**ASSIGNMENT**
Below are the entries; return every line among them that holds the word "Returns".

##### DATASET CONTENT

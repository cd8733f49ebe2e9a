//! Shell PATH configuration.
//!
//! Wires the helper's bin directory into the user's shell: a generated
//! `path.<shell>.inc` snippet in the helper directory, plus one sourcing
//! block appended to the shell's init file. Both writes are idempotent —
//! re-running never duplicates PATH lines or sourcing blocks.

use std::fs;
use std::path::{Path, PathBuf};

use anyhow::anyhow;

use crate::error::{LmError, Result};

/// Shells we know how to configure.
#[derive(Debug, Clone, Copy, PartialEq, Eq)]
pub enum Shell {
    Bash,
    Zsh,
}

impl Shell {
    /// Parse a shell from the basename of a `$SHELL` value.
    ///
    /// `bin_dir` is only used to build the manual-instructions error for
    /// unsupported shells.
    pub fn from_shell_var(shell_var: &str, bin_dir: &Path) -> Result<Self> {
        let name = Path::new(shell_var)
            .file_name()
            .and_then(|s| s.to_str())
            .unwrap_or(shell_var);

        match name {
            "bash" => Ok(Shell::Bash),
            "zsh" => Ok(Shell::Zsh),
            other => Err(LmError::UnsupportedShell {
                shell: other.to_string(),
                bin_path: bin_dir.display().to_string(),
            }),
        }
    }

    /// Shell name as used in the snippet file name.
    pub fn name(&self) -> &'static str {
        match self {
            Shell::Bash => "bash",
            Shell::Zsh => "zsh",
        }
    }

    /// Init file this shell reads, relative to the home directory.
    pub fn rc_file_name(&self) -> &'static str {
        match self {
            Shell::Bash => ".bashrc",
            Shell::Zsh => ".zshrc",
        }
    }

    /// Contents of the PATH-prepending snippet.
    ///
    /// The bash variant resolves the snippet's own directory (following a
    /// symlink if sourced through one) and prepends `<dir>/bin` only when it
    /// is not already a PATH component. zsh can do the same in one line.
    pub fn snippet_content(&self) -> &'static str {
        match self {
            Shell::Bash => {
                r#"script_link="$( command readlink "$BASH_SOURCE" )" || script_link="$BASH_SOURCE"
apparent_sdk_dir="${script_link%/*}"
if [ "$apparent_sdk_dir" == "$script_link" ]; then
apparent_sdk_dir=.
fi
sdk_dir="$( command cd -P "$apparent_sdk_dir" > /dev/null && command pwd -P )"
bin_path="$sdk_dir/bin"
if [[ ":${PATH}:" != *":${bin_path}:"* ]]; then
export PATH=$bin_path:$PATH
fi"#
            }
            Shell::Zsh => "export PATH=${0:A:h}/bin:$PATH",
        }
    }
}

/// Path of the snippet file for a shell inside the helper directory.
pub fn snippet_path(helper_path: &Path, shell: Shell) -> PathBuf {
    helper_path.join(format!("path.{}.inc", shell.name()))
}

/// The block appended to the shell init file to source the snippet.
pub fn source_block(snippet: &Path) -> String {
    format!(
        "\n# The next line updates PATH for Netlify's Git Credential Helper.\nif [ -f '{}' ]; then source '{}'; fi\n",
        snippet.display(),
        snippet.display()
    )
}

/// Configure the user's shell PATH for the helper under `helper_path`.
///
/// Reads `$SHELL` and the real home directory. Returns the snippet path so
/// the caller can tell the user what to `source`.
pub fn configure_path(helper_path: &Path) -> Result<PathBuf> {
    let home = dirs::home_dir()
        .ok_or_else(|| LmError::Other(anyhow!("unable to resolve home directory")))?;
    let shell_var = std::env::var("SHELL").ok();
    configure_path_in(helper_path, &home, shell_var.as_deref())
}

/// Testable core of [`configure_path`] with explicit home and `$SHELL`.
///
/// Shell detection happens before any write, so an undetected or
/// unsupported shell leaves the filesystem untouched.
pub fn configure_path_in(
    helper_path: &Path,
    home: &Path,
    shell_var: Option<&str>,
) -> Result<PathBuf> {
    let shell_var = shell_var.ok_or(LmError::ShellUndetected)?;
    let shell = Shell::from_shell_var(shell_var, &helper_path.join("bin"))?;

    fs::create_dir_all(helper_path)?;
    let snippet = snippet_path(helper_path, shell);
    fs::write(&snippet, shell.snippet_content())?;

    let rc_path = home.join(shell.rc_file_name());
    append_once(&rc_path, &source_block(&snippet))?;

    Ok(snippet)
}

/// Append `block` to `path` unless the file already contains it.
///
/// Init files are never created: if the file doesn't exist the user doesn't
/// use that shell's rc mechanism and we have no business making one.
/// Returns whether an append happened.
pub fn append_once(path: &Path, block: &str) -> Result<bool> {
    if !path.exists() {
        return Ok(false);
    }

    let content = fs::read_to_string(path)?;
    if content.contains(block) {
        return Ok(false);
    }

    let mut updated = content;
    updated.push_str(block);
    fs::write(path, updated)?;
    Ok(true)
}

/// Check whether `bin_dir` is already a component of a PATH value.
///
/// PATH entries are occasionally quoted on Windows; quotes are stripped
/// before the exact component comparison.
pub fn bin_in_path(bin_dir: &Path, path_var: &str) -> bool {
    let target = bin_dir.display().to_string();
    std::env::split_paths(&path_var.replace('"', ""))
        .any(|part| part.display().to_string() == target)
}

#[cfg(test)]
mod tests {
    use super::*;
    use tempfile::TempDir;

    fn setup() -> (TempDir, PathBuf, PathBuf) {
        let temp = TempDir::new().unwrap();
        let home = temp.path().join("home");
        let helper = temp.path().join("helper");
        fs::create_dir_all(&home).unwrap();
        fs::create_dir_all(&helper).unwrap();
        (temp, home, helper)
    }

    #[test]
    fn bash_and_zsh_parse_from_full_shell_paths() {
        let bin = PathBuf::from("/h/.netlify/helper/bin");
        assert_eq!(Shell::from_shell_var("/bin/bash", &bin).unwrap(), Shell::Bash);
        assert_eq!(
            Shell::from_shell_var("/usr/local/bin/zsh", &bin).unwrap(),
            Shell::Zsh
        );
    }

    #[test]
    fn unsupported_shell_reports_manual_path() {
        let bin = PathBuf::from("/h/.netlify/helper/bin");
        let err = Shell::from_shell_var("/usr/bin/fish", &bin).unwrap_err();
        match err {
            LmError::UnsupportedShell { shell, bin_path } => {
                assert_eq!(shell, "fish");
                assert!(bin_path.contains(".netlify/helper/bin"));
            }
            other => panic!("unexpected error: {}", other),
        }
    }

    #[test]
    fn undetected_shell_writes_nothing() {
        let (_temp, home, helper) = setup();
        fs::write(home.join(".bashrc"), "# existing\n").unwrap();

        let err = configure_path_in(&helper, &home, None).unwrap_err();
        assert!(matches!(err, LmError::ShellUndetected));

        assert!(!snippet_path(&helper, Shell::Bash).exists());
        assert_eq!(
            fs::read_to_string(home.join(".bashrc")).unwrap(),
            "# existing\n"
        );
    }

    #[test]
    fn configure_writes_snippet_and_sources_it() {
        let (_temp, home, helper) = setup();
        fs::write(home.join(".bashrc"), "# existing\n").unwrap();

        let snippet = configure_path_in(&helper, &home, Some("/bin/bash")).unwrap();
        assert!(snippet.ends_with("path.bash.inc"));
        assert!(snippet.exists());

        let rc = fs::read_to_string(home.join(".bashrc")).unwrap();
        assert!(rc.starts_with("# existing\n"));
        assert!(rc.contains("updates PATH for Netlify's Git Credential Helper"));
        assert!(rc.contains(&format!("source '{}'", snippet.display())));
    }

    #[test]
    fn configure_twice_sources_exactly_once() {
        let (_temp, home, helper) = setup();
        fs::write(home.join(".zshrc"), "").unwrap();

        configure_path_in(&helper, &home, Some("/bin/zsh")).unwrap();
        configure_path_in(&helper, &home, Some("/bin/zsh")).unwrap();

        let rc = fs::read_to_string(home.join(".zshrc")).unwrap();
        let count = rc.matches("path.zsh.inc']; then source").count();
        assert_eq!(rc.matches("# The next line updates PATH").count(), 1);
        assert!(count <= 1);
    }

    #[test]
    fn missing_rc_file_is_left_missing() {
        let (_temp, home, helper) = setup();

        configure_path_in(&helper, &home, Some("/bin/bash")).unwrap();

        // Snippet is written, but no .bashrc is created
        assert!(snippet_path(&helper, Shell::Bash).exists());
        assert!(!home.join(".bashrc").exists());
    }

    #[test]
    fn bash_snippet_guards_against_duplicate_path_entries() {
        let content = Shell::Bash.snippet_content();
        assert!(content.contains(r#"":${PATH}:" != *":${bin_path}:"*"#));
        assert!(content.contains("export PATH=$bin_path:$PATH"));
    }

    #[test]
    fn zsh_snippet_prepends_bin_dir() {
        assert_eq!(Shell::Zsh.snippet_content(), "export PATH=${0:A:h}/bin:$PATH");
    }

    #[test]
    fn bin_in_path_matches_exact_components_only() {
        let bin = PathBuf::from("/home/u/.netlify/helper/bin");
        assert!(bin_in_path(&bin, "/usr/bin:/home/u/.netlify/helper/bin:/bin"));
        assert!(!bin_in_path(&bin, "/usr/bin:/home/u/.netlify/helper:/bin"));
        assert!(!bin_in_path(&bin, "/usr/bin:/home/u/.netlify/helper/bin2"));
    }

    #[test]
    fn bin_in_path_strips_quotes() {
        let bin = PathBuf::from("/home/u/.netlify/helper/bin");
        assert!(bin_in_path(&bin, "\"/home/u/.netlify/helper/bin\""));
    }
}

##########

**REPLY**
/// Reads `$SHELL` and the real home directory. Returns the snippet path so
/// Returns whether an append happened.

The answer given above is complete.